• zuleika azzolini

História da Indústria Gráfica - parte 2 - Papel

Desde tempos remotos o homem desenhou, pintou e escreveu sobre pedras, ossos, metais, placas de argila, conchas, peles de animais, cascas de árvores, seda, etc.

Os egípcios descobriram o papiro, uma planta encontrada às margens do rio Nilo, cujas fibras unidas em tiras serviam de superfície resistente para a escrita hieroglífica. O papiro mais antigo que se tem notícia data de 2.200 a.C. e a palavra papiro (em latim papyrus) deu origem à palavra papel.

Devido ao alto custo do papiro, os persas de Pérgamo, na Ásia Menor, passaram a substituí-lo pelo "pergaminho" e pelo "velino", ambos obtidos de peles de animais muito jovens, que lhes conferia a forma de película fina, resistente e flexível.
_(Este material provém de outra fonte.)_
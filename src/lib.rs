//! Movie recommendations from feature vectors and user ratings.
//!
//! The engine ([`services::RecommendationSystem`]) owns a catalog of movies
//! with fixed-length feature vectors and answers two kinds of queries against
//! a user's ratings: content-based (similarity to a mean-centred preference
//! vector) and item-based collaborative filtering (k nearest rated movies).
//! The [`api`] module serves the engine over HTTP.

pub mod api;
pub mod config;
pub mod error;
pub mod middleware;
pub mod models;
pub mod services;
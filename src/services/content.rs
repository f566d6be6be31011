use crate::{
    error::{AppError, AppResult},
    models::{MovieId, RatingMap},
};

use super::{similarity::cosine_similarity, FeatureStore};

/// Recommends the unrated movie closest to the user's preference vector
///
/// Candidates are scanned in ascending movie order and only a strictly
/// greater similarity replaces the current best, so ties go to the earliest
/// movie. Returns `None` when every catalog movie is already rated.
pub fn recommend_by_content(store: &FeatureStore, ratings: &RatingMap) -> AppResult<Option<MovieId>> {
    let preference = preference_vector(store, ratings)?;

    let mut best: Option<(MovieId, f64)> = None;
    for (id, movie, features) in store.iter() {
        if ratings.contains_key(&id) {
            continue;
        }

        let similarity = cosine_similarity(&preference, features);
        tracing::trace!(movie = %movie, similarity, "Scored content candidate");

        if best.map_or(true, |(_, max)| similarity > max) {
            best = Some((id, similarity));
        }
    }

    Ok(best.map(|(id, _)| id))
}

/// Builds the mean-centred preference vector for a set of ratings
///
/// Each rated movie contributes `(rating - mean) * features`, pulling the
/// vector toward movies rated above the user's average and away from the rest.
pub fn preference_vector(store: &FeatureStore, ratings: &RatingMap) -> AppResult<Vec<f64>> {
    if ratings.is_empty() {
        return Err(AppError::InvalidState(
            "cannot build a preference vector from an empty rating map".to_string(),
        ));
    }

    let average = ratings.values().sum::<f64>() / ratings.len() as f64;

    let mut preference = vec![0.0; store.feature_len().unwrap_or(0)];
    for (&id, &rating) in ratings {
        let features = store.get_features(id)?;
        let adjusted = rating - average;
        for (slot, feature) in preference.iter_mut().zip(features) {
            *slot += adjusted * feature;
        }
    }

    Ok(preference)
}
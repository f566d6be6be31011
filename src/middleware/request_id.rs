use axum::{
    body::Body,
    extract::Request,
    http::{HeaderMap, HeaderValue},
    middleware::Next,
    response::Response,
};
use uuid::Uuid;

/// HTTP header carrying the request ID
pub const REQUEST_ID_HEADER: &str = "x-request-id";

/// Request ID stored in request extensions for handlers and spans
#[derive(Clone, Copy, Debug, PartialEq, Eq)]
pub struct RequestId(pub Uuid);

impl RequestId {
    /// Creates a new random request ID
    pub fn new() -> Self {
        Self(Uuid::new_v4())
    }

    /// Reuses a well-formed incoming `x-request-id`, otherwise generates one
    pub fn from_headers(headers: &HeaderMap) -> Self {
        headers
            .get(REQUEST_ID_HEADER)
            .and_then(|h| h.to_str().ok())
            .and_then(|s| Uuid::parse_str(s).ok())
            .map(Self)
            .unwrap_or_default()
    }
}

impl Default for RequestId {
    fn default() -> Self {
        Self::new()
    }
}

impl std::fmt::Display for RequestId {
    fn fmt(&self, f: &mut std::fmt::Formatter<'_>) -> std::fmt::Result {
        write!(f, "{}", self.0)
    }
}

/// Attaches a [`RequestId`] to the request and echoes it in the response
pub async fn request_id_middleware(mut request: Request, next: Next) -> Response {
    let request_id = RequestId::from_headers(request.headers());
    request.extensions_mut().insert(request_id);

    let mut response = next.run(request).await;

    if let Ok(value) = HeaderValue::from_str(&request_id.to_string()) {
        response.headers_mut().insert(REQUEST_ID_HEADER, value);
    }

    response
}

/// Span for the HTTP trace layer, tagged with the request ID
pub fn make_span_with_request_id(request: &Request<Body>) -> tracing::Span {
    let request_id = request
        .extensions()
        .get::<RequestId>()
        .map(ToString::to_string)
        .unwrap_or_else(|| "unknown".to_string());

    tracing::info_span!(
        "http_request",
        method = %request.method(),
        uri = %request.uri(),
        request_id = %request_id,
    )
}
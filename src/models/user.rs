use std::collections::BTreeMap;

use crate::{
    error::{AppError, AppResult},
    services::RecommendationSystem,
};

use super::{validate_features, Movie, MovieId};

/// Lowest accepted rating
pub const MIN_RATING: f64 = 0.0;
/// Highest accepted rating
pub const MAX_RATING: f64 = 10.0;

/// A user's ratings keyed by catalog handle; unrated movies are absent
pub type RatingMap = BTreeMap<MovieId, f64>;

/// Checks that a rating lies in `[MIN_RATING, MAX_RATING]`
pub fn validate_rating(movie: &Movie, rating: f64) -> AppResult<()> {
    if !(MIN_RATING..=MAX_RATING).contains(&rating) {
        return Err(AppError::Validation(format!(
            "rating {} out of range [{}, {}] for {}",
            rating, MIN_RATING, MAX_RATING, movie
        )));
    }
    Ok(())
}

/// A named user and the ratings they have given
///
/// The engine is passed in per call; a user never holds on to it.
#[derive(Debug, Clone, PartialEq)]
pub struct User {
    name: String,
    ratings: RatingMap,
}

impl User {
    /// Creates a user with no ratings
    pub fn new(name: impl Into<String>) -> Self {
        Self {
            name: name.into(),
            ratings: RatingMap::new(),
        }
    }

    pub fn name(&self) -> &str {
        &self.name
    }

    pub fn ratings(&self) -> &RatingMap {
        &self.ratings
    }

    /// Records a rating for a movie already in `system`; re-rating overwrites
    pub fn rate(&mut self, system: &RecommendationSystem, movie: MovieId, rating: f64) -> AppResult<()> {
        validate_rating(system.movie(movie)?, rating)?;
        self.ratings.insert(movie, rating);
        Ok(())
    }

    /// Adds a movie to the catalog (idempotently) and rates it
    pub fn add_movie(
        &mut self,
        system: &mut RecommendationSystem,
        name: &str,
        year: i32,
        features: Vec<f64>,
        rating: f64,
    ) -> AppResult<MovieId> {
        let movie = Movie::new(name, year);
        validate_features(&movie, &features)?;
        validate_rating(&movie, rating)?;

        let id = system.add_movie(name, year, features).map_err(|e| {
            tracing::error!(user = %self.name, movie = %movie, error = %e, "Failed to add rated movie");
            e
        })?;
        self.ratings.insert(id, rating);

        Ok(id)
    }

    pub fn recommend_by_content(&self, system: &RecommendationSystem) -> AppResult<Option<MovieId>> {
        system.recommend_by_content(&self.ratings)
    }

    pub fn recommend_by_cf(&self, system: &RecommendationSystem, k: usize) -> AppResult<Option<MovieId>> {
        system.recommend_by_cf(&self.ratings, k)
    }

    /// Predicts this user's rating of `(name, year)`
    pub fn predict_score(
        &self,
        system: &RecommendationSystem,
        name: &str,
        year: i32,
        k: usize,
    ) -> AppResult<f64> {
        let movie = system
            .get_movie(name, year)
            .ok_or_else(|| AppError::NotFound(format!("{} not in catalog", Movie::new(name, year))))?;
        system.predict_score(&self.ratings, movie, k)
    }
}
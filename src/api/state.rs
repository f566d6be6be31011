use std::collections::BTreeMap;
use std::sync::Arc;

use tokio::sync::RwLock;

use crate::{
    config,
    error::AppResult,
    models::User,
    services::{providers::CatalogProvider, RecommendationSystem},
};

/// Shared application state
#[derive(Clone)]
pub struct AppState {
    pub inner: Arc<RwLock<AppStateInner>>,
}

/// Inner state; the catalog only changes under the write lock
pub struct AppStateInner {
    pub system: RecommendationSystem,
    pub users: BTreeMap<String, User>,
    pub default_k: usize,
}

impl Default for AppState {
    fn default() -> Self {
        Self::new()
    }
}

impl AppState {
    /// Creates state with an empty catalog and no users
    pub fn new() -> Self {
        Self::with_data(RecommendationSystem::new(), Vec::new(), config::default_k())
    }

    /// Creates state from an already populated engine
    pub fn with_data(system: RecommendationSystem, users: Vec<User>, default_k: usize) -> Self {
        let mut by_name = BTreeMap::new();
        for user in users {
            if let Some(previous) = by_name.insert(user.name().to_string(), user) {
                tracing::warn!(user = %previous.name(), "Duplicate user, keeping the last entry");
            }
        }

        Self {
            inner: Arc::new(RwLock::new(AppStateInner {
                system,
                users: by_name,
                default_k,
            })),
        }
    }

    /// Populates state from a catalog provider
    pub async fn from_provider(provider: &dyn CatalogProvider, default_k: usize) -> AppResult<Self> {
        tracing::info!(provider = provider.name(), "Populating recommendation engine");

        let system = provider.load_catalog().await?;
        let users = provider.load_users(&system).await?;

        tracing::info!(
            movies = system.len(),
            users = users.len(),
            default_k,
            "Recommendation engine ready"
        );

        Ok(Self::with_data(system, users, default_k))
    }
}
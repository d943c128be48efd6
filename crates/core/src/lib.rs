// crates/core/src/lib.rs
pub mod converter;
pub mod error;
pub mod estimator;
pub mod filename_registry;
pub mod naming;

pub use converter::{ConversionOptions, ConversionProcess, ToolCommand, ToolLocator};
pub use error::*;
pub use estimator::{Estimate, MarkerRule, ProgressEstimator, Stage, UpdateThrottle};
pub use filename_registry::FilenameRegistry;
A invenção do papel é atribuída ao oficial da corte chinesa

em 105 d.C., feito a partir de uma pasta de fibras trituradas.

Por ser um produto relacionado à religião, os chineses conseguiram manter o segredo da fabricação do papel por muitos séculos, embora, através do Budismo, ele tenha chegado à Coréia no século VI e ao Japão no século VII.

Por volta do ano 750 os árabes da região de Samarkanda tiveram acesso às informações e começaram a produzir papel a partir da pasta de trapos de linho e de algodão em Bagdá, Damasco, Egito e Marrocos. Os árabes, como mercadores na Sicília e em Veneza e como conquistadores na Península Ibérica, introduziram o papel na Europa.

A importância do papel cresceu no final da Idade Média com a expansão do comércio europeu, tornando-se um produto essencial para a administração pública e para a cultura letrada.

A invenção da imprensa por Gutemberg (1436), a Reforma Protestante e a expansão marítima colonial provocaram o aumento da fabricação de papel e a escassez da matéria-prima, obrigando a regulamentação do comércio de trapos. No século XVII observa-se algumas tentativas na Inglaterra e na Alemanha para fabricar papel com outros materiais (ripas de madeira, cascas de árvore e palha) que substituíssem os trapos, mas sem sucesso devido à baixa qualidade do papel produzido.

No século XIX, o crescente aumento da demanda de papel para impressão de livros e jornais e para produtos de consumo, aliado às constantes melhorias tecnológicas no seu processo de fabricação, culminaram com a invenção do papel feito a partir da pasta de madeira, em 1845. Graças à produção industrial de pasta mecânica e química de madeira (celulose), de artigo de luxo o papel tornou-se barato e acessível nas últimas décadas do século XIX, embora seja muito mais vulnerável ao tempo do que o papel de pasta de trapos.

No Brasil, a produção industrial de papel se desenvolveu no final do século XIX com matéria-prima importada.

Na primeira metade do século XX verifica-se o aumento da velocidade de trabalho (de 5 metros por minuto em 1820 para 500 metros por minuto em 1930) com a introdução da energia elétrica, o aperfeiçoamento de máquinas e o desenvolvimento de vários tipos de papel.

A segunda metade do século XX assistiu a mudanças sem precedentes na fabricação de papel: além dos drásticos aumentos na velocidade de produção e na largura da teia com a automação, foram introduzidos novos materiais e novos processos com o eucalipto, pastas mecânicas, produtos químicos e corantes, colagens neutras, reciclagem. O advento da informática criou nova demanda de papéis (e tintas) para impressão.